Immunotherapy in extensive small cell lung cancer

Abstract

Small cell lung cancer which constitutes about 15% of lung cancers is pathobiologically and clinically distinct from non small cell cancer. Histologically it is characterized by small cells with scant cytoplasm, absent or inconspicuous nucleoli, extensive necrosis, and expresses neuroendocrine markers. It is on a spectrum of neuroendocrine cancer that extend from typical carcinoids to large cell to small cell cancer. Clinically it behaves in a more malignant fashion with a rapid doubling time, early metastasis. They respond rapidly to cytotoxic treatment however tend to develop resistance soon. Immunotherapy with checkpoint inhibitors take advantage of PD 1 ligand-receptor axis between the tumor and T cells or CTLA4 on T cells which when engaged lead to inhibition of T cells. This inhibition helps tumors to evade immune surveillance.
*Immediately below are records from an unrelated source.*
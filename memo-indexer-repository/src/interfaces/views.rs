//! Interface of the materialized views written by the aggregators.
use memo_indexer_shared::types::{FeedItem, Identity, Notification, TopicStats, UserStats, ViewChangeset};

use crate::errors::ViewsRepositoryError;

/// Storage of the derived views and of the watermark of each aggregator job.
#[async_trait::async_trait]
pub trait ViewsRepository: Send + Sync {
    /// Last action id covered by `job`.
    async fn watermark(&self, job: &str) -> Result<Option<i64>, ViewsRepositoryError>;

    /// Applies `changeset` and moves the watermark of `job` to `watermark` in
    /// one atomic step.
    ///
    /// Notifications and feed items already present are left untouched; stat
    /// deltas are added to the stored totals.
    async fn persist_views(
        &self,
        job: &str,
        changeset: &ViewChangeset,
        watermark: i64,
    ) -> Result<(), ViewsRepositoryError>;

    /// Newest notifications first.
    async fn notifications_for(
        &self,
        recipient: &Identity,
        limit: i64,
    ) -> Result<Vec<Notification>, ViewsRepositoryError>;

    /// Newest feed items first.
    async fn feed_for(
        &self,
        owner: &Identity,
        limit: i64,
    ) -> Result<Vec<FeedItem>, ViewsRepositoryError>;

    async fn topic_stats(&self, topic: &str) -> Result<Option<TopicStats>, ViewsRepositoryError>;

    async fn user_stats(&self, identity: &Identity) -> Result<Option<UserStats>, ViewsRepositoryError>;
}
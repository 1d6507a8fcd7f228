use std::collections::HashMap;

use async_trait::async_trait;
use tokio::sync::RwLock;

use crate::CursorRepository;
use crate::errors::CursorRepositoryError;

/// Cursor repository holding positions in a map.
#[derive(Default)]
pub struct MemoryCursorRepository {
    cursors: RwLock<HashMap<String, i64>>,
}

impl MemoryCursorRepository {
    pub fn new() -> Self {
        Self::default()
    }
}

#[async_trait]
impl CursorRepository for MemoryCursorRepository {
    async fn get_cursor(&self, id: &str) -> Result<Option<i64>, CursorRepositoryError> {
        Ok(self.cursors.read().await.get(id).copied())
    }

    async fn save_cursor(&self, id: &str, position: i64) -> Result<(), CursorRepositoryError> {
        self.cursors.write().await.insert(id.to_string(), position);
        Ok(())
    }
}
Checkpoint inhibitors break this axis by either binding to PD 1 ligands or PD 1 to CTLA4, thereby preventing tumors to evade the immune systems. This has led to remarkable responses in tumors. The immune related adverse effects can be severe however are experienced at much lower rates as compared to cytotoxic chemotherapy. Recently, CheckMate 032 has shown impressive response rates with Nivolumab and Nivolumab/Ipilimumab in relapsed small cell cancer. IMpower 133, a phase 3 trial showed that addition of Atezolizumab to Carbo/Etoposide led to a significant survival benefit in treatment naive extensive small cell cancer. This review will summarize recent developments and ongoing studies of immune therapy in extensive small cell cancer in addition to a brief summary of immune therapy landscape of Non small cell lung cancer. Investigational approaches to immune therapy have also been delineated.